3 ways to fix the Sacramento Kings (again)

Good morning. The Sacramento Kings are again embarrassing themselves, losing to the East's worst squad to fall four games under .500 with 10 days to go and risking a miss of the play-in tournament. Plus, other games were played. Let's basketball.
Merely being locked in a battle for two play-in spots with the Phoenix Suns and Dallas Mavericks is already a failure for the Sacramento Kings. The Suns have had one of the most disappointing seasons in modern NBA history and the Mavericks traded a generational superstar for an older top-tier player who immediately got injured, and then had their other star also get injured. And yet, the Kings – who have been one of the healthier teams in the league again – might be left out of the play-in.
Sacramento fired its coach – a recent winner of Coach of the Year – amid some uninspiring play. Then it traded its star point guard, who became moderately disgruntled when being blamed for the coach's dismissal in the void left by the front office and ownership's refusal to talk to the media. The trade brought back a similar if slightly less productive player at a less important position who makes $10 million more per season and is three years older, plus some future draft picks. And then the play just less inspiring, as if that was possible.
After losing to the Washington Wizards (the Kings of the East), Sacramento is now four games under .500. When Mike Brown was fired, the team was five games under .500. Improvement!
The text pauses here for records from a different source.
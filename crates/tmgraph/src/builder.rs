//! Graph construction from a decoded grammar.
//!
//! [`GraphBuilder`] visits the top-level rules (as `$self`) and then the
//! repository rules (under their own names), turns every reference the
//! extractor reports into an edge, and applies the exclusion, labeling and
//! regex comment policies from [`GraphOptions`].

use log::{debug, trace};

use tmgraph_core::{
    grammar::{Grammar, Rule},
    identifier::{SELF_NODE, SurroundIds, escape},
    reference::Reference,
};

use crate::{
    config::GraphOptions,
    extract::extract_references,
    graph::{Edge, Graph, Node, Statement},
    uncomment::strip_regex_comments,
};

/// Builds one [`Graph`].
///
/// The builder owns the surround id counter, so it is consumed by
/// [`build`](Self::build) and every build numbers its surround nodes from
/// zero.
pub struct GraphBuilder<'o> {
    options: &'o GraphOptions,
    ids: SurroundIds,
    statements: Vec<Statement>,
}

impl<'o> GraphBuilder<'o> {
    pub fn new(options: &'o GraphOptions) -> Self {
        Self {
            options,
            ids: SurroundIds::new(),
            statements: Vec::new(),
        }
    }

    /// Build the dependency graph of `grammar`.
    pub fn build(mut self, grammar: &Grammar) -> Graph {
        for rule in grammar.patterns() {
            self.add_rule(SELF_NODE, rule);
        }

        if let Some(repository) = grammar.repository() {
            for (name, rule) in repository {
                if self.options.is_excluded(name) {
                    debug!(rule = name.as_str(); "Skipping excluded repository rule");
                    continue;
                }
                self.add_rule(name, rule);
            }
        }

        debug!(
            statements = self.statements.len(),
            surround_nodes = self.ids.allocated();
            "Graph built",
        );

        Graph::new(self.statements)
    }

    fn add_rule(&mut self, source: &str, rule: &Rule) {
        let include_regex = self.options.include_regex();
        let from = escape(source);

        for reference in extract_references(rule, include_regex, &mut self.ids) {
            if reference.is_regex_derived() && !include_regex {
                continue;
            }
            if self.options.is_excluded(reference.referenced()) {
                trace!(target_name = reference.referenced(); "Skipping excluded reference");
                continue;
            }

            let to = self.node_id(&reference, reference.is_regex_derived());
            self.push_edge(&from, &to, &reference);

            if reference.children().is_empty() {
                continue;
            }

            self.statements.push(Statement::Node(Node::new(to.as_str())));
            for child in reference.children() {
                let child_to = self.node_id(child, true);
                self.push_edge(&to, &child_to, child);
            }
        }
    }

    /// Escaped target id of `reference`, uncommented when it holds regex text.
    fn node_id(&self, reference: &Reference, is_regex_text: bool) -> String {
        let escaped = escape(reference.referenced());
        if is_regex_text && self.options.uncomment_regex() {
            strip_regex_comments(&escaped)
        } else {
            escaped
        }
    }

    fn push_edge(&mut self, from: &str, to: &str, reference: &Reference) {
        let label = self.options.label_arrows().then(|| reference.relation());
        trace!(from = from, to = to; "Adding edge");
        self.statements
            .push(Statement::Edge(Edge::new(from, to, label)));
    }
}
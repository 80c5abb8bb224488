//! tmgraph Core Types and Definitions
//!
//! This crate provides the foundational types shared by the grammar decoder
//! and the graph builder. It includes:
//!
//! - **Grammar**: The decoded TextMate grammar model ([`grammar::Grammar`], [`grammar::Rule`])
//! - **References**: Outgoing rule references and their relation kinds ([`reference`] module)
//! - **Identifiers**: Node identifier escaping and synthetic ids ([`identifier`] module)

pub mod grammar;
pub mod identifier;
pub mod reference;
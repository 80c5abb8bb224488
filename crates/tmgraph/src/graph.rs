//! Dependency graph of a grammar.
//!
//! A [`Graph`] is an ordered list of statements: edges between rules and
//! declarations of synthetic nodes. Identifiers stored here are already
//! escaped, so renderers can embed them as-is.

use tmgraph_core::reference::Relation;

/// A directed edge between two escaped node ids.
#[derive(Debug, Clone, PartialEq, Eq)]
pub struct Edge {
    from: String,
    to: String,
    label: Option<Relation>,
}

impl Edge {
    pub fn new(from: impl Into<String>, to: impl Into<String>, label: Option<Relation>) -> Self {
        Self {
            from: from.into(),
            to: to.into(),
            label,
        }
    }

    pub fn from(&self) -> &str {
        &self.from
    }

    pub fn to(&self) -> &str {
        &self.to
    }

    /// The relation shown on the edge, if edges are labeled.
    pub fn label(&self) -> Option<Relation> {
        self.label
    }
}

/// A synthetic node, rendered without visible text.
#[derive(Debug, Clone, PartialEq, Eq)]
pub struct Node {
    id: String,
}

impl Node {
    pub fn new(id: impl Into<String>) -> Self {
        Self { id: id.into() }
    }

    pub fn id(&self) -> &str {
        &self.id
    }
}

#[derive(Debug, Clone, PartialEq, Eq)]
pub enum Statement {
    Node(Node),
    Edge(Edge),
}

/// The statements of one graph build, in emission order.
#[derive(Debug, Clone, Default, PartialEq, Eq)]
pub struct Graph {
    statements: Vec<Statement>,
}

impl Graph {
    pub(crate) fn new(statements: Vec<Statement>) -> Self {
        Self { statements }
    }

    pub fn statements(&self) -> &[Statement] {
        &self.statements
    }

    pub fn edges(&self) -> impl Iterator<Item = &Edge> {
        self.statements.iter().filter_map(|statement| match statement {
            Statement::Edge(edge) => Some(edge),
            Statement::Node(_) => None,
        })
    }

    pub fn nodes(&self) -> impl Iterator<Item = &Node> {
        self.statements.iter().filter_map(|statement| match statement {
            Statement::Node(node) => Some(node),
            Statement::Edge(_) => None,
        })
    }

    pub fn is_empty(&self) -> bool {
        self.statements.is_empty()
    }
}
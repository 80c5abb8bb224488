//! Structural parser turning CSON tokens into a generic document.
//!
//! Objects come in two shapes. Braced objects are delimited by `{}` and
//! separate entries with commas or newlines. Implied objects start at a
//! `key:` and continue with every following line whose key sits in the same
//! column. A value placed on the lines after `key:` must be indented deeper
//! than the key.

use serde_json::{Map, Number, Value};

use super::{
    CsonError,
    tokens::{PositionedToken, Token},
};

/// Parse a whole token stream into one document.
pub(crate) fn parse_document(
    tokens: &[PositionedToken<'_>],
    source_len: usize,
) -> Result<Value, CsonError> {
    let mut parser = Parser {
        tokens,
        pos: 0,
        source_len,
    };

    parser.skip_newlines();
    let document = match parser.key_column() {
        Some(column) => parser.implied_object(column)?,
        None => parser.value()?,
    };

    parser.skip_newlines();
    if let Some(positioned) = parser.peek() {
        return Err(CsonError::new(
            format!("unexpected {} after document", positioned.token),
            positioned.offset,
        ));
    }

    Ok(document)
}

struct Parser<'t, 'a> {
    tokens: &'t [PositionedToken<'a>],
    pos: usize,
    source_len: usize,
}

impl<'t, 'a> Parser<'t, 'a> {
    fn peek(&self) -> Option<&'t PositionedToken<'a>> {
        self.tokens.get(self.pos)
    }

    fn peek_token(&self) -> Option<&'t Token<'a>> {
        self.peek().map(|positioned| &positioned.token)
    }

    /// Skip newlines and report whether any were skipped.
    fn skip_newlines(&mut self) -> bool {
        let start = self.pos;
        while self.peek_token() == Some(&Token::Newline) {
            self.pos += 1;
        }
        self.pos > start
    }

    fn skip_separators(&mut self) {
        while matches!(self.peek_token(), Some(Token::Newline | Token::Comma)) {
            self.pos += 1;
        }
    }

    /// If the cursor is at `key:`, return the key's column.
    fn key_column(&self) -> Option<usize> {
        let key = self.peek()?;
        let is_key_token = matches!(
            key.token,
            Token::String(_) | Token::Word(_) | Token::Number(_)
        );
        let followed_by_colon = self
            .tokens
            .get(self.pos + 1)
            .is_some_and(|next| next.token == Token::Colon);
        (is_key_token && followed_by_colon).then_some(key.column)
    }

    fn error_here(&self, message: &str) -> CsonError {
        match self.peek() {
            Some(positioned) => CsonError::new(
                format!("{message}, found {}", positioned.token),
                positioned.offset,
            ),
            None => CsonError::new(format!("{message}, found end of input"), self.source_len),
        }
    }

    fn expect(&mut self, expected: Token<'static>) -> Result<(), CsonError> {
        if self.peek_token() == Some(&expected) {
            self.pos += 1;
            Ok(())
        } else {
            Err(self.error_here(&format!("expected {expected}")))
        }
    }

    fn key(&mut self) -> Result<String, CsonError> {
        let key = match self.peek_token() {
            Some(Token::String(text)) => text.clone(),
            Some(Token::Word(text) | Token::Number(text)) => (*text).to_string(),
            _ => return Err(self.error_here("expected key")),
        };
        self.pos += 1;
        self.expect(Token::Colon)?;
        Ok(key)
    }

    /// Parse the value of an entry whose key sits at `owner_column`.
    fn entry_value(&mut self, owner_column: usize) -> Result<Value, CsonError> {
        if self.skip_newlines() {
            match self.peek() {
                Some(positioned) if positioned.column > owner_column => {}
                _ => return Err(self.error_here("expected indented value")),
            }
        }

        match self.key_column() {
            Some(column) => self.implied_object(column),
            None => self.value(),
        }
    }

    /// Parse an object implied by `key:` entries aligned on `column`.
    fn implied_object(&mut self, column: usize) -> Result<Value, CsonError> {
        let mut map = Map::new();

        loop {
            let key = self.key()?;
            let value = self.entry_value(column)?;
            map.insert(key, value);

            let checkpoint = self.pos;
            let crossed_line = self.skip_newlines();
            if !(crossed_line && self.key_column() == Some(column)) {
                self.pos = checkpoint;
                break;
            }
        }

        Ok(Value::Object(map))
    }

    fn braced_object(&mut self) -> Result<Value, CsonError> {
        self.expect(Token::LeftBrace)?;
        let mut map = Map::new();

        loop {
            self.skip_separators();
            if self.peek_token() == Some(&Token::RightBrace) {
                self.pos += 1;
                break;
            }

            let column = self.peek().map_or(0, |positioned| positioned.column);
            let key = self.key()?;
            let value = self.entry_value(column)?;
            map.insert(key, value);
        }

        Ok(Value::Object(map))
    }

    fn array(&mut self) -> Result<Value, CsonError> {
        self.expect(Token::LeftBracket)?;
        let mut items = Vec::new();

        loop {
            self.skip_separators();
            if self.peek_token() == Some(&Token::RightBracket) {
                self.pos += 1;
                break;
            }

            let item = match self.key_column() {
                Some(column) => self.implied_object(column)?,
                None => self.value()?,
            };
            items.push(item);
        }

        Ok(Value::Array(items))
    }

    fn value(&mut self) -> Result<Value, CsonError> {
        match self.peek_token() {
            Some(Token::LeftBrace) => self.braced_object(),
            Some(Token::LeftBracket) => self.array(),
            Some(Token::String(text)) => {
                let value = Value::String(text.clone());
                self.pos += 1;
                Ok(value)
            }
            Some(Token::Number(text)) => {
                let value = number_value(text).ok_or_else(|| self.error_here("invalid number"))?;
                self.pos += 1;
                Ok(value)
            }
            Some(Token::Word(word)) => {
                let value = keyword_value(word).ok_or_else(|| self.error_here("expected value"))?;
                self.pos += 1;
                Ok(value)
            }
            _ => Err(self.error_here("expected value")),
        }
    }
}

fn number_value(text: &str) -> Option<Value> {
    if let Ok(integer) = text.parse::<i64>() {
        return Some(Value::from(integer));
    }
    if let Some(hex) = text.strip_prefix("0x") {
        return i64::from_str_radix(hex, 16).ok().map(Value::from);
    }
    text.parse::<f64>()
        .ok()
        .and_then(Number::from_f64)
        .map(Value::Number)
}

fn keyword_value(word: &str) -> Option<Value> {
    match word {
        "true" | "yes" | "on" => Some(Value::Bool(true)),
        "false" | "no" | "off" => Some(Value::Bool(false)),
        "null" | "undefined" => Some(Value::Null),
        _ => None,
    }
}

#[cfg(test)]
mod tests {
    use serde_json::json;

    use super::*;
    use crate::cson::lexer::tokenize;

    fn parse(source: &str) -> Result<Value, CsonError> {
        let tokens = tokenize(source)?;
        parse_document(&tokens, source.len())
    }

    #[test]
    fn test_nested_implied_objects() {
        let source = "
a:
  b:
    c: 1
  d: 2
e: 3
";
        assert_eq!(
            parse(source).unwrap(),
            json!({"a": {"b": {"c": 1}, "d": 2}, "e": 3})
        );
    }

    #[test]
    fn test_inline_nested_key() {
        assert_eq!(parse("a: b: 1").unwrap(), json!({"a": {"b": 1}}));
    }

    #[test]
    fn test_implied_object_inside_braces() {
        let source = "{
  captures:
    '1': name: 'x'
  end: 'y'
}";
        assert_eq!(
            parse(source).unwrap(),
            json!({"captures": {"1": {"name": "x"}}, "end": "y"})
        );
    }

    #[test]
    fn test_array_with_newline_separators() {
        assert_eq!(parse("[\n  1\n  2,\n  3\n]").unwrap(), json!([1, 2, 3]));
    }

    #[test]
    fn test_number_keys() {
        assert_eq!(parse("1: 'one'").unwrap(), json!({"1": "one"}));
    }

    #[test]
    fn test_numbers() {
        assert_eq!(number_value("42"), Some(json!(42)));
        assert_eq!(number_value("-7"), Some(json!(-7)));
        assert_eq!(number_value("0x1F"), Some(json!(31)));
        assert_eq!(number_value("2.5"), Some(json!(2.5)));
        assert_eq!(number_value("12abc"), None);
    }

    #[test]
    fn test_keywords() {
        assert_eq!(keyword_value("on"), Some(Value::Bool(true)));
        assert_eq!(keyword_value("off"), Some(Value::Bool(false)));
        assert_eq!(keyword_value("undefined"), Some(Value::Null));
        assert_eq!(keyword_value("maybe"), None);
    }

    #[test]
    fn test_unclosed_array() {
        let err = parse("a: [1, 2").unwrap_err();
        assert_eq!(err.offset(), 8);
        assert!(err.message().contains("end of input"));
    }

    #[test]
    fn test_dedent_below_owner_is_an_error() {
        let err = parse("  a:\nb: 1").unwrap_err();
        assert!(err.message().contains("expected indented value"));
    }
}
//! Token definitions for the CSON reader.

use std::fmt;

#[derive(Debug, Clone, PartialEq)]
pub(crate) enum Token<'a> {
    LeftBrace,
    RightBrace,
    LeftBracket,
    RightBracket,
    Colon,
    Comma,
    Newline,
    /// String literal with escapes resolved
    String(String),
    /// Numeric literal, kept as written
    Number(&'a str),
    /// Bare word: a key, or one of the boolean/null keywords
    Word(&'a str),
}

impl fmt::Display for Token<'_> {
    fn fmt(&self, f: &mut fmt::Formatter<'_>) -> fmt::Result {
        match self {
            Token::LeftBrace => f.write_str("`{`"),
            Token::RightBrace => f.write_str("`}`"),
            Token::LeftBracket => f.write_str("`[`"),
            Token::RightBracket => f.write_str("`]`"),
            Token::Colon => f.write_str("`:`"),
            Token::Comma => f.write_str("`,`"),
            Token::Newline => f.write_str("newline"),
            Token::String(_) => f.write_str("string"),
            Token::Number(text) => write!(f, "number `{text}`"),
            Token::Word(text) => write!(f, "`{text}`"),
        }
    }
}

/// A token with its byte offset and column.
///
/// The column is the byte distance from the start of the token's line and
/// drives indentation-implied objects.
#[derive(Debug, Clone, PartialEq)]
pub(crate) struct PositionedToken<'a> {
    pub token: Token<'a>,
    pub offset: usize,
    pub column: usize,
}
//! Configuration file loading for the CLI
//!
//! This module finds and loads the TOML configuration file from an explicit
//! path, the local directory, or the platform config directory, and merges
//! it with the command-line flags.

use std::{
    fs,
    path::{Path, PathBuf},
};

use directories::ProjectDirs;
use log::{debug, info};

use tmgraph::{
    TmGraphError,
    config::{AppConfig, ConfigError, GraphOptions},
};

use crate::Args;

/// Config file looked up relative to the working directory.
const LOCAL_CONFIG: &str = "tmgraph/config.toml";

/// Find and load configuration from various locations
///
/// Search order:
/// 1. Explicit path if provided
/// 2. Local project directory (tmgraph/config.toml)
/// 3. Platform-specific config directory
/// 4. Default config if none found
///
/// # Errors
///
/// Returns error if:
/// - Explicit path is provided but file doesn't exist
/// - Config file exists but cannot be parsed
pub fn load_config(explicit_path: Option<impl AsRef<Path>>) -> Result<AppConfig, TmGraphError> {
    if let Some(path) = explicit_path {
        let path = path.as_ref();
        info!(path = path.display().to_string(); "Loading configuration from explicit path");
        return load_config_file(path);
    }

    let local_config = Path::new(LOCAL_CONFIG);
    if local_config.exists() {
        info!(path = local_config.display().to_string(); "Loading configuration from local path");
        return load_config_file(local_config);
    }

    if let Some(system_config) = system_config_path() {
        if system_config.exists() {
            info!(path = system_config.display().to_string(); "Loading configuration from system path");
            return load_config_file(system_config);
        }

        debug!(path = system_config.display().to_string(); "System configuration file not found");
    } else {
        debug!("Could not determine platform-specific config directory");
    }

    debug!("No configuration file found, using default configuration");
    Ok(AppConfig::default())
}

/// Resolve the options for one run.
///
/// Flags can only switch options on; exclusion lists from the file and the
/// command line are combined.
pub fn resolve_options(config: &AppConfig, args: &Args) -> GraphOptions {
    let options = config.graph().to_options();
    let include_regex = options.include_regex() || args.enable_regex;
    let label_arrows = options.label_arrows() || args.label_arrows;
    let uncomment_regex = options.uncomment_regex() || args.uncomment_regex;

    options
        .with_exclude(args.exclude.iter().cloned())
        .with_regex(include_regex)
        .with_labels(label_arrows)
        .with_uncomment(uncomment_regex)
}

fn system_config_path() -> Option<PathBuf> {
    ProjectDirs::from("com", "tmgraph", "tmgraph")
        .map(|dirs| dirs.config_dir().join("config.toml"))
}

fn load_config_file(path: impl AsRef<Path>) -> Result<AppConfig, TmGraphError> {
    let path = path.as_ref();

    if !path.exists() {
        return Err(ConfigError::MissingFile(path.to_path_buf()).into());
    }

    let content = fs::read_to_string(path)?;

    let config: AppConfig =
        toml::from_str(&content).map_err(|e| ConfigError::Parse(e.to_string()))?;

    debug!(
        excluded_len = config.graph().to_options().excluded().count();
        "Configuration loaded",
    );

    Ok(config)
}
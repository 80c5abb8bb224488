//! Grammar source acquisition.
//!
//! A source is either an `http`/`https` URL, fetched with a blocking GET,
//! or a local file path. Every failure is reported as
//! [`TmGraphError::SourceUnavailable`].

use std::fs;

use log::{debug, info};
use reqwest::Url;

use tmgraph::TmGraphError;

/// Load the raw bytes of the grammar at `location`.
///
/// # Errors
///
/// Returns [`TmGraphError::SourceUnavailable`] if the file cannot be read,
/// the request fails, or the server answers with a non-success status.
pub fn load_source(location: &str) -> Result<Vec<u8>, TmGraphError> {
    let bytes = match remote_url(location) {
        Some(url) => fetch(url),
        None => {
            info!(path = location; "Reading grammar file");
            fs::read(location).map_err(|err| TmGraphError::source_unavailable(location, err))
        }
    }?;

    debug!(bytes_len = bytes.len(); "Source loaded");
    Ok(bytes)
}

/// `location` as a URL, if it is a valid `http` or `https` one.
fn remote_url(location: &str) -> Option<Url> {
    Url::parse(location)
        .ok()
        .filter(|url| matches!(url.scheme(), "http" | "https"))
}

fn fetch(url: Url) -> Result<Vec<u8>, TmGraphError> {
    info!(url = url.as_str(); "Fetching grammar");
    let location = url.to_string();

    let response = reqwest::blocking::get(url)
        .and_then(|response| response.error_for_status())
        .map_err(|err| TmGraphError::source_unavailable(&location, err))?;

    let bytes = response
        .bytes()
        .map_err(|err| TmGraphError::source_unavailable(&location, err))?;

    Ok(bytes.to_vec())
}
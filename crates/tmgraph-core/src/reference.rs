//! Outgoing references of a rule.
//!
//! A [`Reference`] is one dependency discovered inside a rule: an included
//! rule name, a raw regex, or a synthetic begin/end node. The [`Relation`]
//! says how it was found and doubles as the edge label.

use std::fmt;

/// How a reference was discovered.
#[derive(Debug, Clone, Copy, PartialEq, Eq, Hash)]
pub enum Relation {
    Include,
    Match,
    Surround,
    Begin,
    End,
}

impl Relation {
    /// Returns the label used on graph edges.
    pub fn as_str(self) -> &'static str {
        match self {
            Self::Include => "include",
            Self::Match => "match",
            Self::Surround => "surround",
            Self::Begin => "begin",
            Self::End => "end",
        }
    }

    /// Whether references of this kind come from regex fields rather than names.
    pub fn is_regex_derived(self) -> bool {
        matches!(self, Self::Match | Self::Surround)
    }
}

impl fmt::Display for Relation {
    fn fmt(&self, f: &mut fmt::Formatter<'_>) -> fmt::Result {
        f.write_str(self.as_str())
    }
}

/// One outgoing reference of a rule.
///
/// Surround references carry exactly two children, the begin and end
/// regexes; every other kind has none.
#[derive(Debug, Clone, PartialEq, Eq)]
pub struct Reference {
    referenced: String,
    relation: Relation,
    children: Vec<Reference>,
}

impl Reference {
    /// Creates an include reference from the raw `include` value.
    ///
    /// A leading `#` marks a local repository reference and is stripped;
    /// anything else is an external reference and kept verbatim.
    ///
    /// # Examples
    ///
    /// ```
    /// use tmgraph_core::reference::Reference;
    ///
    /// assert_eq!(Reference::include("#string").referenced(), "string");
    /// assert_eq!(Reference::include("source.js").referenced(), "source.js");
    /// ```
    pub fn include(target: &str) -> Self {
        let referenced = target.strip_prefix('#').unwrap_or(target);
        Self::leaf(referenced, Relation::Include)
    }

    /// Creates a match reference whose target is the regex text itself.
    pub fn matching(regex: &str) -> Self {
        Self::leaf(regex, Relation::Match)
    }

    /// Creates a surround reference to `node` with begin/end children.
    pub fn surround(node: impl Into<String>, begin: &str, end: &str) -> Self {
        Self {
            referenced: node.into(),
            relation: Relation::Surround,
            children: vec![
                Self::leaf(begin, Relation::Begin),
                Self::leaf(end, Relation::End),
            ],
        }
    }

    fn leaf(referenced: &str, relation: Relation) -> Self {
        Self {
            referenced: referenced.to_string(),
            relation,
            children: Vec::new(),
        }
    }

    /// The raw, unescaped target.
    pub fn referenced(&self) -> &str {
        &self.referenced
    }

    pub fn relation(&self) -> Relation {
        self.relation
    }

    pub fn is_regex_derived(&self) -> bool {
        self.relation.is_regex_derived()
    }

    pub fn children(&self) -> &[Reference] {
        &self.children
    }
}

#[cfg(test)]
mod tests {
    use super::*;

    #[test]
    fn test_include_strips_only_leading_hash() {
        assert_eq!(Reference::include("#foo").referenced(), "foo");
        assert_eq!(Reference::include("##foo").referenced(), "#foo");
        assert_eq!(Reference::include("foo#bar").referenced(), "foo#bar");
        assert_eq!(
            Reference::include("source.js#expression").referenced(),
            "source.js#expression"
        );
        assert_eq!(Reference::include("$self").referenced(), "$self");
        assert_eq!(Reference::include("#").referenced(), "");
    }

    #[test]
    fn test_regex_derived_flags() {
        assert!(!Reference::include("#a").is_regex_derived());
        assert!(Reference::matching("a+").is_regex_derived());
        assert!(Reference::surround("__surround0", "<", ">").is_regex_derived());
        assert!(!Relation::Begin.is_regex_derived());
        assert!(!Relation::End.is_regex_derived());
    }

    #[test]
    fn test_children_only_on_surround() {
        assert!(Reference::include("#a").children().is_empty());
        assert!(Reference::matching("a").children().is_empty());

        let surround = Reference::surround("__surround3", "<", ">");
        let children = surround.children();
        assert_eq!(surround.referenced(), "__surround3");
        assert_eq!(children.len(), 2);
        assert_eq!(children[0].referenced(), "<");
        assert_eq!(children[0].relation(), Relation::Begin);
        assert_eq!(children[1].referenced(), ">");
        assert_eq!(children[1].relation(), Relation::End);
    }

    #[test]
    fn test_relation_labels() {
        assert_eq!(Relation::Include.to_string(), "include");
        assert_eq!(Relation::Match.to_string(), "match");
        assert_eq!(Relation::Surround.to_string(), "surround");
        assert_eq!(Relation::Begin.to_string(), "begin");
        assert_eq!(Relation::End.to_string(), "end");
    }
}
Two years after being the No. 3 seed, the Kings' best-case scenario for the season is getting inordinately hot in the play-in tournament and getting swept by the younger, cheaper, infinitely better Thunder in Round 1. The worst-case scenario is missing out on the play-in entirely. The most likely scenario is getting in and getting eliminated by the laughingstock Mavericks, and suffering ridicule at the hands of the Inside the NBA crew.
So how do you fix this team? Here are three ideas.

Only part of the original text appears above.